A partir de ce moment, l'histoire de l'Esprit frappeur se
répandit dans les environs, et tous les soirs des centaines
de Brunswickois se rendaient à Dibbelsdorf, ainsi que des
Anglais et une foule de curieux étrangers ; la foule devint
telle que la milice locale ne pouvait la contenir ; les
paysans durent renforcer la garde de nuit et l'on fut obligé
de ne laisser pénétrer les visiteurs que les uns après les
autres.
Ce concours de monde parut exciter l'Esprit à des
manifestations plus extraordinaires, et il s'éleva à des
marques de communication qui prouvaient son intelligence.

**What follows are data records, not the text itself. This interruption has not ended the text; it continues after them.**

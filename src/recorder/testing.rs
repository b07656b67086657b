//! In-memory collaborators for controller and pipeline tests

use crate::capture::{
    CaptureBackend, CaptureSource, MediaConstraints, RecorderSignal, RecordingSink, SinkFeed,
};
use crate::delivery::{Delivery, UploadReceipt};
use crate::recorder::artifact::{Artifact, ArtifactKind, ArtifactPair};
use crate::transcode::types::{TranscodeDirective, INPUT_NAME};
use crate::transcode::{ProgressFn, Transcoder};
use crate::utils::error::{
    CleanupWarning, DeliveryError, DeviceError, InitError, TranscodeError, UploadError,
};
use async_trait::async_trait;
use bytes::Bytes;
use parking_lot::Mutex;
use std::collections::HashMap;
use std::path::PathBuf;
use std::sync::atomic::{AtomicBool, AtomicUsize, Ordering};
use std::sync::Arc;
use tokio::sync::{mpsc, Notify};

// ---------------------------------------------------------------------------
// Capture
// ---------------------------------------------------------------------------

/// Shared bookkeeping between a [`MockCapture`] and the sources it opens
#[derive(Default)]
pub struct CaptureTally {
    opens: AtomicUsize,
    closes: AtomicUsize,
    recordings: AtomicUsize,
    feed: Mutex<Option<mpsc::Sender<RecorderSignal>>>,
}

impl CaptureTally {
    pub fn opens(&self) -> usize {
        self.opens.load(Ordering::SeqCst)
    }

    pub fn closes(&self) -> usize {
        self.closes.load(Ordering::SeqCst)
    }

    pub fn recordings(&self) -> usize {
        self.recordings.load(Ordering::SeqCst)
    }

    /// Push a chunk from the running recorder
    pub async fn push_chunk(&self, data: &'static [u8]) {
        let feed = self.feed.lock().clone();
        if let Some(feed) = feed {
            let _ = feed.send(RecorderSignal::Chunk(Bytes::from_static(data))).await;
        }
    }

    /// Terminate the running recorder without being asked
    pub async fn end_recording(&self) {
        let feed = self.feed.lock().take();
        if let Some(feed) = feed {
            let _ = feed.send(RecorderSignal::Stopped).await;
        }
    }

    /// Make the running recorder die with a device error
    pub async fn fail_recording(&self, error: DeviceError) {
        let feed = self.feed.lock().take();
        if let Some(feed) = feed {
            let _ = feed.send(RecorderSignal::Failed(error)).await;
        }
    }
}

/// Capture backend that grants, denies or does not exist
pub struct MockCapture {
    supported: bool,
    denial: Option<DeviceError>,
    tally: Arc<CaptureTally>,
}

impl MockCapture {
    pub fn granting() -> Self {
        Self {
            supported: true,
            denial: None,
            tally: Arc::new(CaptureTally::default()),
        }
    }

    pub fn denying(error: DeviceError) -> Self {
        Self {
            denial: Some(error),
            ..Self::granting()
        }
    }

    pub fn unsupported() -> Self {
        Self {
            supported: false,
            ..Self::granting()
        }
    }

    pub fn tally(&self) -> Arc<CaptureTally> {
        self.tally.clone()
    }
}

#[async_trait]
impl CaptureBackend for MockCapture {
    fn is_supported(&self) -> bool {
        self.supported
    }

    async fn open(
        &self,
        _constraints: MediaConstraints,
    ) -> Result<Box<dyn CaptureSource>, DeviceError> {
        if let Some(error) = &self.denial {
            return Err(error.clone());
        }
        self.tally.opens.fetch_add(1, Ordering::SeqCst);
        Ok(Box::new(MockSource {
            tally: self.tally.clone(),
            closed: false,
        }))
    }
}

struct MockSource {
    tally: Arc<CaptureTally>,
    closed: bool,
}

#[async_trait]
impl CaptureSource for MockSource {
    fn label(&self) -> String {
        "mock camera".to_string()
    }

    async fn start_recording(&mut self) -> Result<RecordingSink, DeviceError> {
        let (feed, sink) = RecordingSink::channel(32);
        let SinkFeed { signals, stop } = feed;
        *self.tally.feed.lock() = Some(signals.clone());
        self.tally.recordings.fetch_add(1, Ordering::SeqCst);

        tokio::spawn(async move {
            let _ = stop.await;
            let _ = signals.send(RecorderSignal::Stopped).await;
        });
        Ok(sink)
    }

    fn close(&mut self) {
        if !self.closed {
            self.closed = true;
            self.tally.feed.lock().take();
            self.tally.closes.fetch_add(1, Ordering::SeqCst);
        }
    }
}

// ---------------------------------------------------------------------------
// Transcoder
// ---------------------------------------------------------------------------

/// Workspace-backed transcoder with scripted outputs
pub struct MockTranscoder {
    load_failure: Option<String>,
    video: Bytes,
    thumbnail: Option<Bytes>,
    convert_fails: bool,
    gate: Option<Arc<Notify>>,
    files: Mutex<HashMap<String, Bytes>>,
    staged: Mutex<Option<Bytes>>,
    runs: Mutex<Vec<TranscodeDirective>>,
    cleaned: AtomicBool,
}

impl MockTranscoder {
    pub fn succeeding(video: &'static [u8], thumbnail: &'static [u8]) -> Self {
        Self {
            load_failure: None,
            video: Bytes::from_static(video),
            thumbnail: Some(Bytes::from_static(thumbnail)),
            convert_fails: false,
            gate: None,
            files: Mutex::new(HashMap::new()),
            staged: Mutex::new(None),
            runs: Mutex::new(Vec::new()),
            cleaned: AtomicBool::new(false),
        }
    }

    /// Conversion works but the clip is too short for a frame at the offset
    pub fn thumbnail_missing(video: &'static [u8]) -> Self {
        Self {
            thumbnail: None,
            ..Self::succeeding(video, b"")
        }
    }

    pub fn convert_failing() -> Self {
        Self {
            convert_fails: true,
            ..Self::succeeding(b"", b"")
        }
    }

    pub fn failing_load(reason: &str) -> Self {
        Self {
            load_failure: Some(reason.to_string()),
            ..Self::succeeding(b"", b"")
        }
    }

    /// Conversion blocks after reporting half progress until the gate is notified
    pub fn gated(video: &'static [u8], thumbnail: &'static [u8]) -> (Self, Arc<Notify>) {
        let gate = Arc::new(Notify::new());
        let transcoder = Self {
            gate: Some(gate.clone()),
            ..Self::succeeding(video, thumbnail)
        };
        (transcoder, gate)
    }

    pub fn staged_input(&self) -> Option<Bytes> {
        self.staged.lock().clone()
    }

    pub fn cleaned_up(&self) -> bool {
        self.cleaned.load(Ordering::SeqCst)
    }

    pub fn runs(&self) -> Vec<TranscodeDirective> {
        self.runs.lock().clone()
    }
}

#[async_trait]
impl Transcoder for MockTranscoder {
    async fn load(&self) -> Result<(), InitError> {
        match &self.load_failure {
            Some(reason) => Err(InitError::EngineMissing(reason.clone())),
            None => Ok(()),
        }
    }

    async fn put(&self, name: &str, data: Bytes) -> Result<(), TranscodeError> {
        if name == INPUT_NAME {
            *self.staged.lock() = Some(data.clone());
        }
        self.files.lock().insert(name.to_string(), data);
        Ok(())
    }

    async fn run(
        &self,
        directive: &TranscodeDirective,
        progress: ProgressFn<'_>,
    ) -> Result<(), TranscodeError> {
        self.runs.lock().push(directive.clone());
        if !self.files.lock().contains_key(directive.input()) {
            return Err(TranscodeError::EngineFault(format!(
                "{}: No such file or directory",
                directive.input()
            )));
        }

        match directive {
            TranscodeDirective::Convert { output, .. } => {
                progress(0.5);
                if let Some(gate) = &self.gate {
                    gate.notified().await;
                }
                if self.convert_fails {
                    return Err(TranscodeError::InvalidInput(
                        "EBML header parsing failed".to_string(),
                    ));
                }
                self.files.lock().insert(output.clone(), self.video.clone());
            }
            TranscodeDirective::ExtractFrame { output, .. } => {
                if let Some(thumbnail) = &self.thumbnail {
                    self.files.lock().insert(output.clone(), thumbnail.clone());
                }
            }
        }
        progress(1.0);
        Ok(())
    }

    async fn get(&self, name: &str) -> Result<Bytes, TranscodeError> {
        self.files
            .lock()
            .get(name)
            .cloned()
            .ok_or_else(|| TranscodeError::MissingOutput(name.to_string()))
    }

    async fn cleanup(&self, names: &[&str]) -> Vec<CleanupWarning> {
        let mut files = self.files.lock();
        for name in names {
            files.remove(*name);
        }
        self.cleaned.store(true, Ordering::SeqCst);
        Vec::new()
    }
}

// ---------------------------------------------------------------------------
// Delivery
// ---------------------------------------------------------------------------

/// Records every handoff; uploads answer with a configurable result
pub struct MockDelivery {
    upload_result: Mutex<Result<UploadReceipt, UploadError>>,
    uploads: AtomicUsize,
    saves: Mutex<Vec<(ArtifactKind, String, Bytes)>>,
    uploaded: Mutex<Vec<(Bytes, Bytes)>>,
}

impl MockDelivery {
    pub fn accepting(video_url: &str) -> Self {
        Self::with_upload_result(Ok(UploadReceipt {
            video_url: video_url.to_string(),
            thumbnail_url: None,
        }))
    }

    pub fn rejecting(error: UploadError) -> Self {
        Self::with_upload_result(Err(error))
    }

    fn with_upload_result(result: Result<UploadReceipt, UploadError>) -> Self {
        Self {
            upload_result: Mutex::new(result),
            uploads: AtomicUsize::new(0),
            saves: Mutex::new(Vec::new()),
            uploaded: Mutex::new(Vec::new()),
        }
    }

    pub fn uploads(&self) -> usize {
        self.uploads.load(Ordering::SeqCst)
    }

    /// Video and thumbnail bytes of every upload attempt
    pub fn uploaded(&self) -> Vec<(Bytes, Bytes)> {
        self.uploaded.lock().clone()
    }

    pub fn saves(&self) -> Vec<(ArtifactKind, String, Bytes)> {
        self.saves.lock().clone()
    }
}

#[async_trait]
impl Delivery for MockDelivery {
    fn save_locally(&self, artifact: &Artifact, filename: &str) -> Result<PathBuf, DeliveryError> {
        self.saves
            .lock()
            .push((artifact.kind(), filename.to_string(), artifact.data().clone()));
        Ok(PathBuf::from(filename))
    }

    async fn upload(&self, pair: &ArtifactPair) -> Result<UploadReceipt, UploadError> {
        self.uploads.fetch_add(1, Ordering::SeqCst);
        self.uploaded
            .lock()
            .push((pair.video.data().clone(), pair.thumbnail.data().clone()));
        self.upload_result.lock().clone()
    }
}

Jamais il ne fut embarrassé dans ses réponses : désirait-on
savoir le nombre et la couleur des chevaux qui stationnaient
devant la maison ? il l'indiquait très exactement ;
ouvrait-on un livre de chant en posant à tout hasard le
doigt sur une page et en demandant le numéro du morceau de
chant inconnu même de l'interrogateur, aussitôt une série de
coups indiquait parfaitement le numéro désigné. L'Esprit ne
faisait pas attendre sa réponse, car elle suivait
immédiatement la question. Il annonçait aussi combien il y
avait de personnes dans la chambre, combien il y en avait
dehors, désignait la couleur des cheveux, des vêtements, la
position et la profession des individus.
Parmi les curieux se trouvait un jour un homme de Hettin,
tout à fait inconnu à Dibbelsdorf et habitant depuis peu
Brunswick. Il demanda à l'Esprit le lieu de sa naissance,
et, afin de l'induire en erreur, lui cita un grand nombre de
villes ; quand il arriva au nom de Hettin un coup se fit
entendre. Un bourgeois rusé, croyant mettre l'Esprit en
défaut, lui demanda combien il avait de pfennigs dans sa
poche ; il lui fut répondu 681, nombre exact. Il dit à un
pâtissier combien il avait fait de biscuits le matin, à un
marchand combien il avait vendu d'aunes de rubans la
veille ; à un autre la somme d'argent qu'il avait reçue
l'avant-veille par la poste. Il était d'humeur assez gaie,
battait la mesure quand on le désirait, et quelquefois si
fort que le bruit en était assourdissant. Le soir, au moment
du repas, après le bénédicité, il frappa à Amen.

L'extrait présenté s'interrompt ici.